B-And-B is a British television sitcom starring Bernard Braden, his wife Barbara Kelly and their daughter Kim Braden. It was written by Michael Pertwee, and aired for a pilot and one series in 1968.

==Cast==
- Bernard Braden – Bernie
- Barbara Kelly – Barbara
- Kim Braden – Sally
- Mark Griffith – Johnny
- Pauline Collins – Chantal (pilot)

==Plot==
This domestic sitcom stars married couple Bernard Braden and Barbara Kelly as a married couple who both have successful showbusiness careers, and clearly there was an ounce of realism in the programme. In the pilot, Bernie falls for Chantal, their French au pair.
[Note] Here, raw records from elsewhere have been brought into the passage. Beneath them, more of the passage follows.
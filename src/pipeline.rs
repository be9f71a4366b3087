//! Composition of the outbound stages.
//!
//! Order when every stage is configured, outermost first:
//!
//! ```text
//! Metrics -> Dedup -> RateLimit -> Retry -> Timeout -> operation
//! ```
//!
//! Metrics see exactly one outcome per caller. A caller that joins an in-flight call shares
//! its result and does not consume outbound quota. Each retry attempt gets its own timeout.
//!
//! Plain calls accept any `Send` error type. Keyed calls hand every joined caller a clone of
//! the shared result, so they also need `T: Clone` and `E: Clone`.
//!
//! ```rust
//! use portcullis::{ResiliencePipeline, InstantSleeper, RetryPolicy};
//!
//! # tokio::runtime::Runtime::new().unwrap().block_on(async {
//! let fetch = ResiliencePipeline::<String, std::io::Error>::builder()
//!     .retry(RetryPolicy::builder().with_sleeper(InstantSleeper).build())
//!     .build();
//! let body = fetch.execute(|| async { Ok("[]".to_string()) }).await.unwrap();
//! assert_eq!(body, "[]");
//!
//! let redeem = ResiliencePipeline::<String, String>::builder()
//!     .retry(RetryPolicy::builder().with_sleeper(InstantSleeper).build())
//!     .dedup()
//!     .build();
//! let receipt = redeem
//!     .execute_keyed("redeem:ABC:e@x.com", || async { Ok("queued".to_string()) })
//!     .await
//!     .unwrap();
//! assert_eq!(receipt, "queued");
//! assert_eq!(redeem.monitor().snapshot().request_count, 1);
//! # });
//! ```

use crate::dedup::Deduplicator;
use crate::metrics::PerformanceMonitor;
use crate::rate_limit::RateLimiter;
use crate::retry::RetryPolicy;
use crate::telemetry::{
    emit_best_effort, DedupEvent, NullSink, PolicyEvent, RateLimitEvent, RequestOutcome, RetryEvent,
    TelemetrySink, TimeoutEvent,
};
use crate::timeout::TimeoutPolicy;
use crate::ResilienceError;
use futures::future::{BoxFuture, FutureExt};
use std::future::Future;
use std::sync::Arc;
use tokio::time::Instant;

/// Outbound self-throttling: one limiter and the key this client counts under.
#[derive(Debug, Clone)]
struct OutboundQuota {
    limiter: Arc<RateLimiter>,
    key: String,
}

impl OutboundQuota {
    fn admit<E>(&self) -> Result<(), ResilienceError<E>> {
        let status = self.limiter.check(&self.key);
        if status.allowed {
            return Ok(());
        }
        Err(ResilienceError::RateLimited {
            limit: status.limit,
            retry_after: status.retry_after(self.limiter.now_millis()),
        })
    }
}

/// Timeout, retry, deduplication, outbound quota, and metrics around an async operation.
///
/// Operations return `Result<T, E>`; upstream errors surface as [`ResilienceError::Inner`].
pub struct ResiliencePipeline<T, E, S = NullSink> {
    timeout: Option<TimeoutPolicy>,
    retry: RetryPolicy<E>,
    dedup: Option<Deduplicator<T, E>>,
    quota: Option<OutboundQuota>,
    monitor: PerformanceMonitor,
    sink: S,
}

impl<T, E, S: Clone> Clone for ResiliencePipeline<T, E, S> {
    fn clone(&self) -> Self {
        Self {
            timeout: self.timeout,
            retry: self.retry.clone(),
            dedup: self.dedup.clone(),
            quota: self.quota.clone(),
            monitor: self.monitor.clone(),
            sink: self.sink.clone(),
        }
    }
}

impl<T, E, S> std::fmt::Debug for ResiliencePipeline<T, E, S> {
    fn fmt(&self, f: &mut std::fmt::Formatter<'_>) -> std::fmt::Result {
        f.debug_struct("ResiliencePipeline")
            .field("timeout", &self.timeout)
            .field("retry", &self.retry)
            .field("dedup", &self.dedup.is_some())
            .field("quota", &self.quota)
            .finish()
    }
}

impl<T, E> ResiliencePipeline<T, E, NullSink> {
    pub fn builder() -> ResiliencePipelineBuilder<T, E, NullSink> {
        ResiliencePipelineBuilder::new()
    }
}

impl<T, E, S> ResiliencePipeline<T, E, S> {
    /// Shared accumulator this pipeline records into.
    pub fn monitor(&self) -> &PerformanceMonitor {
        &self.monitor
    }

    pub fn timeout(&self) -> Option<&TimeoutPolicy> {
        self.timeout.as_ref()
    }

    pub fn retry_policy(&self) -> &RetryPolicy<E> {
        &self.retry
    }

    pub fn deduplicator(&self) -> Option<&Deduplicator<T, E>> {
        self.dedup.as_ref()
    }
}

impl<T, E, S> ResiliencePipeline<T, E, S>
where
    T: Send + 'static,
    E: Send + 'static,
    S: TelemetrySink + Sync,
    S::Future: Send + 'static,
{
    /// Run `operation` through every stage except deduplication.
    pub async fn execute<Op, Fut>(&self, operation: Op) -> Result<T, ResilienceError<E>>
    where
        Op: FnMut() -> Fut + Send + 'static,
        Fut: Future<Output = Result<T, E>> + Send + 'static,
    {
        let start = Instant::now();
        let result = self.flight(operation).await;
        self.finish(start, result).await
    }

    async fn finish(
        &self,
        start: Instant,
        result: Result<T, ResilienceError<E>>,
    ) -> Result<T, ResilienceError<E>> {
        let duration = start.elapsed();
        self.monitor.record(duration, result.is_err());
        let outcome = match result {
            Ok(_) => RequestOutcome::Success { duration },
            Err(_) => RequestOutcome::Failure { duration },
        };
        emit_best_effort(self.sink.clone(), PolicyEvent::Request(outcome)).await;
        result
    }

    /// Quota, retry, and timeout as one shareable future.
    fn flight<Op, Fut>(&self, mut operation: Op) -> BoxFuture<'static, Result<T, ResilienceError<E>>>
    where
        Op: FnMut() -> Fut + Send + 'static,
        Fut: Future<Output = Result<T, E>> + Send + 'static,
    {
        let timeout = self.timeout;
        let retry = self.retry.clone();
        let quota = self.quota.clone();
        let sink = self.sink.clone();

        async move {
            if let Some(quota) = &quota {
                if let Err(err) = quota.admit::<E>() {
                    let event = PolicyEvent::RateLimit(RateLimitEvent::Rejected {
                        limiter: quota.limiter.name().to_string(),
                        key: quota.key.clone(),
                        retry_after: err.retry_after().unwrap_or_default(),
                    });
                    emit_best_effort(sink.clone(), event).await;
                    return Err(err);
                }
            }

            let attempt_sink = sink.clone();
            let attempt = move || {
                let call = operation().map(|r| r.map_err(ResilienceError::Inner));
                let sink = attempt_sink.clone();
                async move {
                    let Some(timeout) = timeout else {
                        return call.await;
                    };
                    let result = timeout.execute(|| call).await;
                    if result.as_ref().is_err_and(ResilienceError::is_timeout) {
                        let event =
                            PolicyEvent::Timeout(TimeoutEvent::Occurred { timeout: timeout.duration() });
                        emit_best_effort(sink, event).await;
                    }
                    result
                }
            };
            let on_retry = |attempt: usize, delay| {
                let event = PolicyEvent::Retry(RetryEvent::Attempt { attempt, delay });
                emit_best_effort(sink.clone(), event)
            };
            retry.execute_observed(attempt, on_retry).await
        }
        .boxed()
    }
}

// A shared flight hands every joined caller a clone of the one result.
impl<T, E, S> ResiliencePipeline<T, E, S>
where
    T: Clone + Send + Sync + 'static,
    E: Clone + Send + Sync + 'static,
    S: TelemetrySink + Sync,
    S::Future: Send + 'static,
{
    /// Run `operation` under the idempotency `key`.
    ///
    /// While a call for `key` is in flight, later callers share its result instead of
    /// invoking `operation`. Without a configured deduplicator this behaves like
    /// [`execute`](Self::execute).
    pub async fn execute_keyed<Op, Fut>(
        &self,
        key: &str,
        operation: Op,
    ) -> Result<T, ResilienceError<E>>
    where
        Op: FnMut() -> Fut + Send + 'static,
        Fut: Future<Output = Result<T, E>> + Send + 'static,
    {
        let start = Instant::now();
        let result = match &self.dedup {
            Some(dedup) => {
                let flight = self.flight(operation);
                let (result, joined) = dedup.run_observed(key, move || flight).await;
                if joined {
                    let event = PolicyEvent::Dedup(DedupEvent::Joined { key: key.to_string() });
                    emit_best_effort(self.sink.clone(), event).await;
                }
                result
            }
            None => self.flight(operation).await,
        };
        self.finish(start, result).await
    }
}

/// Builder for [`ResiliencePipeline`].
///
/// Defaults: 30 s timeout, two retries (1 s exponential base, up to 1 s jitter), no
/// deduplication, no outbound quota, a fresh monitor, and [`NullSink`].
pub struct ResiliencePipelineBuilder<T, E, S = NullSink> {
    timeout: Option<TimeoutPolicy>,
    retry: RetryPolicy<E>,
    dedup: Option<Deduplicator<T, E>>,
    quota: Option<OutboundQuota>,
    monitor: Option<PerformanceMonitor>,
    sink: S,
}

impl<T, E> ResiliencePipelineBuilder<T, E, NullSink> {
    pub fn new() -> Self {
        Self {
            timeout: Some(TimeoutPolicy::default()),
            retry: RetryPolicy::default(),
            dedup: None,
            quota: None,
            monitor: None,
            sink: NullSink,
        }
    }
}

impl<T, E> Default for ResiliencePipelineBuilder<T, E, NullSink> {
    fn default() -> Self {
        Self::new()
    }
}

impl<T, E, S> ResiliencePipelineBuilder<T, E, S> {
    /// Per-attempt timeout.
    pub fn timeout(mut self, policy: TimeoutPolicy) -> Self {
        self.timeout = Some(policy);
        self
    }

    pub fn no_timeout(mut self) -> Self {
        self.timeout = None;
        self
    }

    pub fn retry(mut self, policy: RetryPolicy<E>) -> Self {
        self.retry = policy;
        self
    }

    /// Run every operation exactly once.
    pub fn no_retry(mut self) -> Self {
        self.retry = RetryPolicy::builder().max_retries(0).build();
        self
    }

    /// Coalesce keyed calls with a fresh deduplicator.
    pub fn dedup(self) -> Self {
        self.dedup_with(Deduplicator::new())
    }

    /// Coalesce keyed calls through a shared deduplicator.
    pub fn dedup_with(mut self, dedup: Deduplicator<T, E>) -> Self {
        self.dedup = Some(dedup);
        self
    }

    /// Consult `limiter` under `key` before each call; a denial fails fast with
    /// [`ResilienceError::RateLimited`].
    pub fn rate_limit(mut self, limiter: Arc<RateLimiter>, key: impl Into<String>) -> Self {
        self.quota = Some(OutboundQuota { limiter, key: key.into() });
        self
    }

    /// Record into a shared monitor instead of a private one.
    pub fn monitor(mut self, monitor: PerformanceMonitor) -> Self {
        self.monitor = Some(monitor);
        self
    }

    pub fn sink<S2>(self, sink: S2) -> ResiliencePipelineBuilder<T, E, S2> {
        ResiliencePipelineBuilder {
            timeout: self.timeout,
            retry: self.retry,
            dedup: self.dedup,
            quota: self.quota,
            monitor: self.monitor,
            sink,
        }
    }

    pub fn build(self) -> ResiliencePipeline<T, E, S> {
        ResiliencePipeline {
            timeout: self.timeout,
            retry: self.retry,
            dedup: self.dedup,
            quota: self.quota,
            monitor: self.monitor.unwrap_or_default(),
            sink: self.sink,
        }
    }
}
Bernie thinks his wife is having an affair, they both think their children are taking drugs and in the final episode the couple contemplate divorce.

==Episodes==

===Pilot (1968)===
- Pilot (7 June 1968) (part of Comedy Playhouse)

===Series One (1968)===
1. "No Son of Mine" (6 November 1968)
2. "In Times of Crisis" (13 November 1968)
3. "Baby Talk" (20 November 1968)
4. "Roger" (27 November 1968)
5. "Come to the Aid of the Party" (4 December 1968)
6. "Pryde and Prejudice" (11 December 1968)
7. "Anniversary Schmaltz" (18 December 1968)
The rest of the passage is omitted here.